The task: Every line below between the line holding "pub const fn" and the line holding "fn from(err: reqwest::Error)", inclusive, should be repeated exactly, and all other lines omitted.

(Stored data entries)
//! Request payloads sent to the auth endpoints

use serde::{Deserialize, Serialize};
use std::fmt;

/// Username/password pair accepted by `POST /api/auth/login`
#[derive(Clone, Serialize, Deserialize, PartialEq, Eq)]
pub struct LoginCredentials {
    /// Account username
    pub username: String,
    /// Account password
    pub password: String,
}

impl LoginCredentials {
    /// Build credentials from a username and password
    pub fn new(username: impl Into<String>, password: impl Into<String>) -> Self {
        Self {
            username: username.into(),
            password: password.into(),
        }
    }
}

impl fmt::Debug for LoginCredentials {
    fn fmt(&self, f: &mut fmt::Formatter<'_>) -> fmt::Result {
        f.debug_struct("LoginCredentials")
            .field("username", &self.username)
            .field("password", &"[REDACTED]")
            .finish()
    }
}

/// Which registration endpoint a request targets
#[derive(Debug, Clone, Copy, Serialize, Deserialize, PartialEq, Eq)]
#[serde(rename_all = "UPPERCASE")]
pub enum RegistrationRole {
    /// Student account
    Student,
    /// Teacher account
    Teacher,
}

impl fmt::Display for RegistrationRole {
    fn fmt(&self, f: &mut fmt::Formatter<'_>) -> fmt::Result {
        match self {
            Self::Student => write!(f, "student"),
            Self::Teacher => write!(f, "teacher"),
        }
    }
}

/// Body for the student and teacher registration endpoints
///
/// Field names follow the backend's camelCase DTO. Role-specific numbers
/// are only serialized when set.
#[derive(Clone, Default, Serialize, Deserialize, PartialEq, Eq)]
#[serde(rename_all = "camelCase")]
pub struct RegisterRequest {
    /// Requested username
    pub username: String,
    /// Account password
    pub password: String,
    /// Must equal `password`
    pub confirm_password: String,
    /// Display name
    #[serde(skip_serializing_if = "Option::is_none")]
    pub real_name: Option<String>,
    /// Required for students
    #[serde(skip_serializing_if = "Option::is_none")]
    pub student_no: Option<String>,
    /// Required for teachers
    #[serde(skip_serializing_if = "Option::is_none")]
    pub teacher_no: Option<String>,
    /// Contact phone, teachers only
    #[serde(skip_serializing_if = "Option::is_none")]
    pub phone: Option<String>,
}

impl RegisterRequest {
    /// Check the request against the rules the backend enforces
    ///
    /// Returns a human-readable reason for the first violation found.
    pub fn validate(&self, role: RegistrationRole) -> Result<(), String> {
        if self.username.trim().is_empty() {
            return Err("username is required".to_string());
        }
        if self.password.trim().is_empty() {
            return Err("password is required".to_string());
        }
        if self.password != self.confirm_password {
            return Err("passwords do not match".to_string());
        }

        let (number, label) = match role {
            RegistrationRole::Student => (&self.student_no, "student number"),
            RegistrationRole::Teacher => (&self.teacher_no, "teacher number"),
        };
        if number.as_deref().map(str::trim).unwrap_or_default().is_empty() {
            return Err(format!("{label} is required"));
        }

        Ok(())
    }
}

impl fmt::Debug for RegisterRequest {
    fn fmt(&self, f: &mut fmt::Formatter<'_>) -> fmt::Result {
        f.debug_struct("RegisterRequest")
            .field("username", &self.username)
            .field("password", &"[REDACTED]")
            .field("real_name", &self.real_name)
            .field("student_no", &self.student_no)
            .field("teacher_no", &self.teacher_no)
            .field("phone", &self.phone)
            .finish_non_exhaustive()
    }
}
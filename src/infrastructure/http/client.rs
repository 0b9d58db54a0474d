//! reqwest implementation of the auth transport

use async_trait::async_trait;
use reqwest::Client as ReqwestClient;
use serde_json::Value;
use std::time::Duration;
use tracing::{debug, instrument, warn};

use crate::domain::models::config::ApiConfig;
use crate::domain::ports::{AuthTransport, TransportError};

/// Configuration for the HTTP transport
#[derive(Debug, Clone)]
pub struct HttpClientConfig {
    /// Base URL endpoint paths are appended to
    pub base_url: String,

    /// Request timeout in seconds
    pub timeout_secs: u64,
}

impl Default for HttpClientConfig {
    fn default() -> Self {
        Self::from(&ApiConfig::default())
    }
}

impl From<&ApiConfig> for HttpClientConfig {
    fn from(api: &ApiConfig) -> Self {
        Self {
            base_url: api.base_url.clone(),
            timeout_secs: api.timeout_secs,
        }
    }
}

/// reqwest-backed [`AuthTransport`]
///
/// One request per call. Non-2xx responses and timeouts are reported as
/// [`TransportError`]; nothing is retried.
pub struct HttpAuthTransport {
    /// Reusable HTTP client with connection pooling
    http_client: ReqwestClient,

    base_url: String,
}

impl HttpAuthTransport {
    /// Create a transport with custom configuration
    pub fn new(config: HttpClientConfig) -> Result<Self, TransportError> {
        let http_client = ReqwestClient::builder()
            .timeout(Duration::from_secs(config.timeout_secs))
            .tcp_nodelay(true)
            .build()
            .map_err(|e| TransportError::InvalidRequest(format!("Failed to build HTTP client: {e}")))?;

        Ok(Self {
            http_client,
            base_url: config.base_url.trim_end_matches('/').to_string(),
        })
    }

    fn url(&self, path: &str) -> String {
        format!("{}{}", self.base_url, path)
    }
}

#[async_trait]
impl AuthTransport for HttpAuthTransport {
    #[instrument(skip(self, body))]
    async fn post_json(&self, path: &str, body: &Value) -> Result<Option<Value>, TransportError> {
        let response = self
            .http_client
            .post(self.url(path))
            .json(body)
            .send()
            .await?;

        let status = response.status();
        if !status.is_success() {
            let body = response
                .text()
                .await
                .unwrap_or_else(|_| "Failed to read error response".to_string());
            warn!(%status, "authentication backend returned error status");
            return Err(TransportError::from_status(status, body));
        }

        let text = response.text().await?;
        debug!(%status, bytes = text.len(), "authentication backend responded");
        Ok(parse_body(&text))
    }
}

/// Decode a response body; non-JSON text is kept as a JSON string
fn parse_body(text: &str) -> Option<Value> {
    if text.trim().is_empty() {
        return None;
    }
    Some(serde_json::from_str(text).unwrap_or_else(|_| Value::String(text.to_string())))
}
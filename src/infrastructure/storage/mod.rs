//! Key-value storage adapters
//!
//! - `SqliteKeyValueStore`: persistent, survives process restarts
//! - `InMemoryKeyValueStore`: process-local, used by tests and ephemeral runs

pub mod memory;
pub mod sqlite;

pub use memory::InMemoryKeyValueStore;
pub use sqlite::SqliteKeyValueStore;
//! Domain layer for the gradebook login client
//!
//! Models for credentials and the server's response envelope, the port
//! traits infrastructure adapters implement, and the service-level errors.

pub mod error;
pub mod models;
pub mod ports;

pub use error::{LoginError, RegistrationError};
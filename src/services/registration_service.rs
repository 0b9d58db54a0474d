//! Student and teacher registration

use std::sync::Arc;
use tracing::{error, info, instrument, warn};

use crate::domain::error::{RegistrationError, DEFAULT_REGISTRATION_FAILURE_MESSAGE};
use crate::domain::models::config::ApiConfig;
use crate::domain::models::{
    RegisterRequest, RegistrationOutcome, RegistrationRole, ResponseEnvelope,
};
use crate::domain::ports::AuthTransport;

/// Registers student and teacher accounts
///
/// Requests are validated locally first; an invalid request is never sent.
/// Registration does not log the user in and never touches token storage.
pub struct RegistrationService {
    transport: Arc<dyn AuthTransport>,
    student_path: String,
    teacher_path: String,
}

impl RegistrationService {
    /// Create a service using the endpoint paths from `api`
    pub fn new(transport: Arc<dyn AuthTransport>, api: &ApiConfig) -> Self {
        Self {
            transport,
            student_path: api.register_student_path.clone(),
            teacher_path: api.register_teacher_path.clone(),
        }
    }

    /// Register a student account
    pub async fn register_student(
        &self,
        request: &RegisterRequest,
    ) -> Result<RegistrationOutcome, RegistrationError> {
        self.register(RegistrationRole::Student, request).await
    }

    /// Register a teacher account
    pub async fn register_teacher(
        &self,
        request: &RegisterRequest,
    ) -> Result<RegistrationOutcome, RegistrationError> {
        self.register(RegistrationRole::Teacher, request).await
    }

    /// Validate `request` for `role` and post it to that role's endpoint
    #[instrument(skip(self, request), fields(username = %request.username))]
    pub async fn register(
        &self,
        role: RegistrationRole,
        request: &RegisterRequest,
    ) -> Result<RegistrationOutcome, RegistrationError> {
        if let Err(reason) = request.validate(role) {
            warn!(%role, %reason, "registration request failed validation");
            return Err(RegistrationError::Invalid(reason));
        }

        let path = match role {
            RegistrationRole::Student => &self.student_path,
            RegistrationRole::Teacher => &self.teacher_path,
        };

        let payload = serde_json::to_value(request)?;
        let body = self.transport.post_json(path, &payload).await.map_err(|e| {
            error!(%role, error = %e, "registration request failed");
            RegistrationError::Transport(e)
        })?;

        let envelope = ResponseEnvelope::from_body(body.as_ref());
        if !envelope.is_success() {
            let message = envelope.message_or(DEFAULT_REGISTRATION_FAILURE_MESSAGE);
            error!(%role, code = ?envelope.code, message = %message, "server rejected registration");
            return Err(RegistrationError::Rejected(message));
        }

        let message = envelope
            .data_text()
            .map(str::to_owned)
            .or_else(|| envelope.msg.clone())
            .unwrap_or_default();

        info!(%role, "registration succeeded");
        Ok(RegistrationOutcome { role, message })
    }
}
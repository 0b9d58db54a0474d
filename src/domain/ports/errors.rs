//! Errors raised by port implementations

use reqwest::StatusCode;
use thiserror::Error;

/// Error type for outbound HTTP calls
#[derive(Error, Debug)]
pub enum TransportError {
    /// Connection, TLS or protocol failure
    #[error("Network error: {0}")]
    Network(reqwest::Error),

    /// Request timed out waiting for response
    #[error("Timeout waiting for response")]
    Timeout,

    /// Server answered with a non-2xx status
    #[error("HTTP {status}: {body}")]
    Status { status: u16, body: String },

    /// The HTTP client could not be constructed or the URL is unusable
    #[error("Invalid request: {0}")]
    InvalidRequest(String),
}

impl TransportError {
    /// Create error from HTTP status code and response body
    ///
    /// # Examples
    ///
    /// ```
    /// use gradebook_auth::domain::ports::TransportError;
    /// use reqwest::StatusCode;
    ///
    /// let error = TransportError::from_status(StatusCode::UNAUTHORIZED, "denied".to_string());
    /// assert_eq!(error.status(), Some(401));
    /// ```
    pub fn from_status(status: StatusCode, body: String) -> Self {
        Self::Status {
            status: status.as_u16(),
            body,
        }
    }

    /// HTTP status code, if the server answered at all
    pub const fn status(&self) -> Option<u16> {
        match self {
            Self::Status { status, .. } => Some(*status),
            _ => None,
        }
    }
}

impl From<reqwest::Error> for TransportError {
    fn from(err: reqwest::Error) -> Self {
        if err.is_timeout() {
            Self::Timeout
        } else if let Some(status) = err.status() {
            Self::Status {
                status: status.as_u16(),
                body: err.to_string(),
            }
        } else {
            Self::Network(err)
        }
    }
}

/// Error type for key-value storage operations
#[derive(Error, Debug)]
pub enum StorageError {
    /// A database query failed
    #[error("Query failed: {0}")]
    QueryFailed(#[from] sqlx::Error),

    /// The database could not be opened
    #[error("Connection error: {0}")]
    ConnectionError(String),

    /// Schema migration failed
    #[error("Migration error: {0}")]
    MigrationError(String),
}
//! gradebook-auth CLI entry point.

use anyhow::Result;
use clap::Parser;
use std::path::Path;

use gradebook_auth::cli::{commands, handle_error, Cli, Commands};
use gradebook_auth::infrastructure::logging::LoggerImpl;
use gradebook_auth::{Config, ConfigLoader};

#[tokio::main]
async fn main() {
    let cli = Cli::parse();
    let json = cli.json;

    if let Err(err) = run(cli).await {
        handle_error(err, json);
    }
}

async fn run(cli: Cli) -> Result<()> {
    let config_path = cli.config.as_deref();

    match cli.command {
        Commands::Init { force } => commands::init::execute(force, cli.json),
        Commands::Login(args) => {
            let (config, _logger) = setup(config_path)?;
            commands::login::execute(args, &config, cli.json).await
        }
        Commands::Register(args) => {
            let (config, _logger) = setup(config_path)?;
            commands::register::execute(args, &config, cli.json).await
        }
        Commands::Token { header } => {
            let (config, _logger) = setup(config_path)?;
            commands::token::execute(header, &config, cli.json).await
        }
    }
}

/// Load configuration and install the global subscriber
fn setup(config_path: Option<&Path>) -> Result<(Config, LoggerImpl)> {
    let config = ConfigLoader::load_with(config_path)?;
    let logger = LoggerImpl::init(&config.logging)?;
    Ok((config, logger))
}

Exercise response:
    pub const fn status(&self) -> Option<u16> {
        match self {
            Self::Status { status, .. } => Some(*status),
            _ => None,
        }
    }
}

impl From<reqwest::Error> for TransportError {
    fn from(err: reqwest::Error) -> Self {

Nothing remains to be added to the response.